▸ **How to complete this task**
Among the entries below, only the lines starting at the one with "let mut index: FxHashMap<String, Vec<u32>>" and ending at the one with "for &l_row in", both included, are to be printed exactly.

(Stored items)
- Opening Delimiter -

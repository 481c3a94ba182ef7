//! Token-overlap blocking via an inverted index.
//!
//! The left relation's overlap attribute is tokenized once and indexed
//! (token to row positions); each right row then probes the index with its
//! own distinct tokens and accumulates a per-left-row frequency count. Left
//! rows sharing at least `overlap_size` tokens with the right row qualify.
//! Cost is proportional to the total token count on both sides, which is
//! the point of this strategy: the cross product is never enumerated.

use std::sync::Arc;

use arrow::array::{Array, StringArray};
use arrow::compute::cast;
use arrow::datatypes::DataType;
use pairblock_catalog::Catalog;
use pairblock_relation::Relation;
use pairblock_result::{Error, Result};
use rustc_hash::{FxHashMap, FxHashSet};

use crate::OutputOptions;
use crate::common::{
    candset_metadata, key_row_map, process_output_attrs, require_registered_key, resolve_fk,
};
use crate::output::{CandsetSpec, assemble_candset, retain_candset_rows};

/// Stop words dropped when `remove_stop_words` is enabled.
const STOP_WORDS: &[&str] = &[
    "a", "an", "and", "are", "as", "at", "be", "by", "for", "from", "has", "he", "in", "is", "it",
    "its", "on", "that", "the", "to", "was", "were", "will", "with",
];

/// Tokenization and threshold options for overlap blocking.
///
/// `word_level` defaults to true; to tokenize into character q-grams,
/// explicitly disable it and set `q_gram_size`. Setting both is a
/// configuration error, caught before any other work.
#[derive(Clone, Debug)]
pub struct OverlapOptions {
    /// Drop the fixed stop-word list after word splitting.
    pub remove_stop_words: bool,
    /// Character q-gram size; mutually exclusive with `word_level`.
    pub q_gram_size: Option<usize>,
    /// Tokenize into whitespace-separated words.
    pub word_level: bool,
    /// Minimum number of shared tokens for a pair to qualify.
    pub overlap_size: usize,
}

impl Default for OverlapOptions {
    fn default() -> Self {
        Self {
            remove_stop_words: false,
            q_gram_size: None,
            word_level: true,
            overlap_size: 1,
        }
    }
}

impl OverlapOptions {
    pub fn with_remove_stop_words(mut self, remove: bool) -> Self {
        self.remove_stop_words = remove;
        self
    }

    pub fn with_q_gram_size(mut self, q: usize) -> Self {
        self.q_gram_size = Some(q);
        self
    }

    pub fn with_word_level(mut self, word_level: bool) -> Self {
        self.word_level = word_level;
        self
    }

    pub fn with_overlap_size(mut self, overlap_size: usize) -> Self {
        self.overlap_size = overlap_size;
        self
    }

    fn validate(&self) -> Result<()> {
        if self.word_level && self.q_gram_size.is_some() {
            return Err(Error::Configuration(
                "word_level and q_gram_size cannot be set together; word_level defaults to \
                 true, so explicitly disable it to use q-grams"
                    .to_string(),
            ));
        }
        if self.q_gram_size == Some(0) {
            return Err(Error::Configuration(
                "q_gram_size must be greater than zero".to_string(),
            ));
        }
        Ok(())
    }
}

/// Blocks tuple pairs sharing enough tokens in an overlap attribute.
pub struct OverlapBlocker {
    catalog: Arc<Catalog>,
}

impl OverlapBlocker {
    pub fn new(catalog: Arc<Catalog>) -> Self {
        Self { catalog }
    }

    /// Block two base relations on token overlap.
    ///
    /// Rows with a null overlap-attribute value are silently excluded, and a
    /// value whose token set comes out empty never contributes pairs. Output
    /// is right-major (probe order), with qualifying left rows in ascending
    /// row order within each right row.
    pub fn block_tables(
        &self,
        ltable: &Arc<Relation>,
        rtable: &Arc<Relation>,
        l_overlap_attr: &str,
        r_overlap_attr: &str,
        options: &OverlapOptions,
        output: &OutputOptions,
    ) -> Result<Arc<Relation>> {
        options.validate()?;
        tracing::info!(
            ltable = %ltable.name(),
            rtable = %rtable.name(),
            "required metadata: ltable key, rtable key"
        );
        let l_key = require_registered_key(&self.catalog, ltable, "left")?;
        let r_key = require_registered_key(&self.catalog, rtable, "right")?;
        let l_text = text_column(ltable, l_overlap_attr, "left")?;
        let r_text = text_column(rtable, r_overlap_attr, "right")?;
        let l_output_attrs =
            process_output_attrs(ltable, &l_key, &output.l_output_attrs, "left")?;
        let r_output_attrs =
            process_output_attrs(rtable, &r_key, &output.r_output_attrs, "right")?;

        // Inverted index over the left side: token -> row positions. Token
        // sets are deduplicated per row, so a position appears at most once
        // per token.
        let mut index: FxHashMap<String, Vec<u32>> = FxHashMap::default();
        for row in 0..ltable.num_rows() {
            if l_text.is_null(row) {
                continue;
            }
            for token in tokenize(l_text.value(row), options) {
                index.entry(token).or_default().push(row as u32);
            }
        }

        let mut pairs: Vec<(u32, u32)> = Vec::new();
        for r_row in 0..rtable.num_rows() {
            if r_text.is_null(r_row) {
                continue;
            }
            let mut freq: FxHashMap<u32, usize> = FxHashMap::default();
            for token in tokenize(r_text.value(r_row), options) {
                if let Some(postings) = index.get(&token) {
                    for &l_row in postings {
                        *freq.entry(l_row).or_insert(0) += 1;
                    }
                }
            }
            let mut qualifying: Vec<u32> = freq
                .into_iter()
                .filter(|(_, count)| *count >= options.overlap_size)
                .map(|(l_row, _)| l_row)
                .collect();
            qualifying.sort_unstable();
            for l_row in qualifying {
                pairs.push((l_row, r_row as u32));
            }
        }

        let spec = CandsetSpec {
            ltable,
            rtable,
            l_key: &l_key,
            r_key: &r_key,
            l_output_attrs,
            r_output_attrs,
            l_prefix: &output.l_output_prefix,
            r_prefix: &output.r_output_prefix,
        };
        assemble_candset(&self.catalog, &spec, &pairs)
    }

    /// Narrow an existing candidate set to pairs whose overlap-attribute
    /// token sets intersect in at least `overlap_size` tokens.
    ///
    /// Unlike `block_tables`, this path compares the two token sets
    /// directly, so `overlap_size = 0` retains every pair. A null value
    /// tokenizes to the empty set.
    pub fn block_candset(
        &self,
        candset: &Arc<Relation>,
        l_overlap_attr: &str,
        r_overlap_attr: &str,
        options: &OverlapOptions,
    ) -> Result<Arc<Relation>> {
        options.validate()?;
        let meta = candset_metadata(&self.catalog, candset)?;
        let l_text = text_column(&meta.ltable, l_overlap_attr, "left")?;
        let r_text = text_column(&meta.rtable, r_overlap_attr, "right")?;
        let l_rows = key_row_map(&meta.ltable, &meta.l_key)?;
        let r_rows = key_row_map(&meta.rtable, &meta.r_key)?;
        let fk_l = candset.column(&meta.fk_ltable)?;
        let fk_r = candset.column(&meta.fk_rtable)?;

        let mut keep: Vec<u32> = Vec::new();
        for row in 0..candset.num_rows() {
            let l_row = resolve_fk(&l_rows, fk_l, row, &meta.fk_ltable)? as usize;
            let r_row = resolve_fk(&r_rows, fk_r, row, &meta.fk_rtable)? as usize;
            let l_tokens = row_token_set(&l_text, l_row, options);
            let r_tokens = row_token_set(&r_text, r_row, options);
            let overlap = l_tokens.intersection(&r_tokens).count();
            if overlap >= options.overlap_size {
                keep.push(row as u32);
            }
        }
        retain_candset_rows(&self.catalog, candset, &meta, &keep)
    }
}

/// Fetch an overlap attribute as strings, casting with a warning when the
/// column is not already textual.
fn text_column(relation: &Relation, attr: &str, side: &str) -> Result<StringArray> {
    let column = relation.column(attr)?;
    if let Some(strings) = column.as_any().downcast_ref::<StringArray>() {
        return Ok(strings.clone());
    }
    tracing::warn!(
        relation = %relation.name(),
        attribute = attr,
        side,
        "overlap attribute is not of type string; converting to string temporarily"
    );
    let casted = cast(column, &DataType::Utf8)?;
    casted
        .as_any()
        .downcast_ref::<StringArray>()
        .cloned()
        .ok_or_else(|| Error::Internal("cast to Utf8 did not produce a string array".to_string()))
}

fn row_token_set(text: &StringArray, row: usize, options: &OverlapOptions) -> FxHashSet<String> {
    if text.is_null(row) {
        return FxHashSet::default();
    }
    tokenize(text.value(row), options).into_iter().collect()
}

/// Tokenize one attribute value into a deduplicated token list.
///
/// Pipeline: drop non-ASCII scalars and trim, strip ASCII punctuation,
/// lowercase, whitespace-split (optionally dropping stop words), dedup
/// preserving first occurrence. With a q-gram size set, the surviving words
/// are re-joined with single spaces and a character window of that size is
/// slid over the string; a string shorter than the window yields no tokens.
fn tokenize(value: &str, options: &OverlapOptions) -> Vec<String> {
    let ascii: String = value.chars().filter(char::is_ascii).collect();
    let cleaned: String = ascii
        .trim()
        .chars()
        .filter(|c| !c.is_ascii_punctuation())
        .collect();
    let lowered = cleaned.to_lowercase();

    let mut seen: FxHashSet<&str> = FxHashSet::default();
    let mut words: Vec<&str> = Vec::new();
    for word in lowered.split_whitespace() {
        if options.remove_stop_words && STOP_WORDS.contains(&word) {
            continue;
        }
        if seen.insert(word) {
            words.push(word);
        }
    }

    match options.q_gram_size {
        None => words.into_iter().map(str::to_string).collect(),
        Some(q) => {
            let joined = words.join(" ");
            let chars: Vec<char> = joined.chars().collect();
            if chars.len() < q {
                return Vec::new();
            }
            let mut grams: Vec<String> = Vec::new();
            let mut seen: FxHashSet<String> = FxHashSet::default();
            for window in chars.windows(q) {
                let gram: String = window.iter().collect();
                if seen.insert(gram.clone()) {
                    grams.push(gram);
                }
            }
            grams
        }
    }
}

- Closing Delimiter -

▸ **Exercise solution**
        let mut index: FxHashMap<String, Vec<u32>> = FxHashMap::default();
        for row in 0..ltable.num_rows() {
            if l_text.is_null(row) {
                continue;
            }
            for token in tokenize(l_text.value(row), options) {
                index.entry(token).or_default().push(row as u32);
            }
        }

        let mut pairs: Vec<(u32, u32)> = Vec::new();
        for r_row in 0..rtable.num_rows() {
            if r_text.is_null(r_row) {
                continue;
            }
            let mut freq: FxHashMap<u32, usize> = FxHashMap::default();
            for token in tokenize(r_text.value(r_row), options) {
                if let Some(postings) = index.get(&token) {
                    for &l_row in postings {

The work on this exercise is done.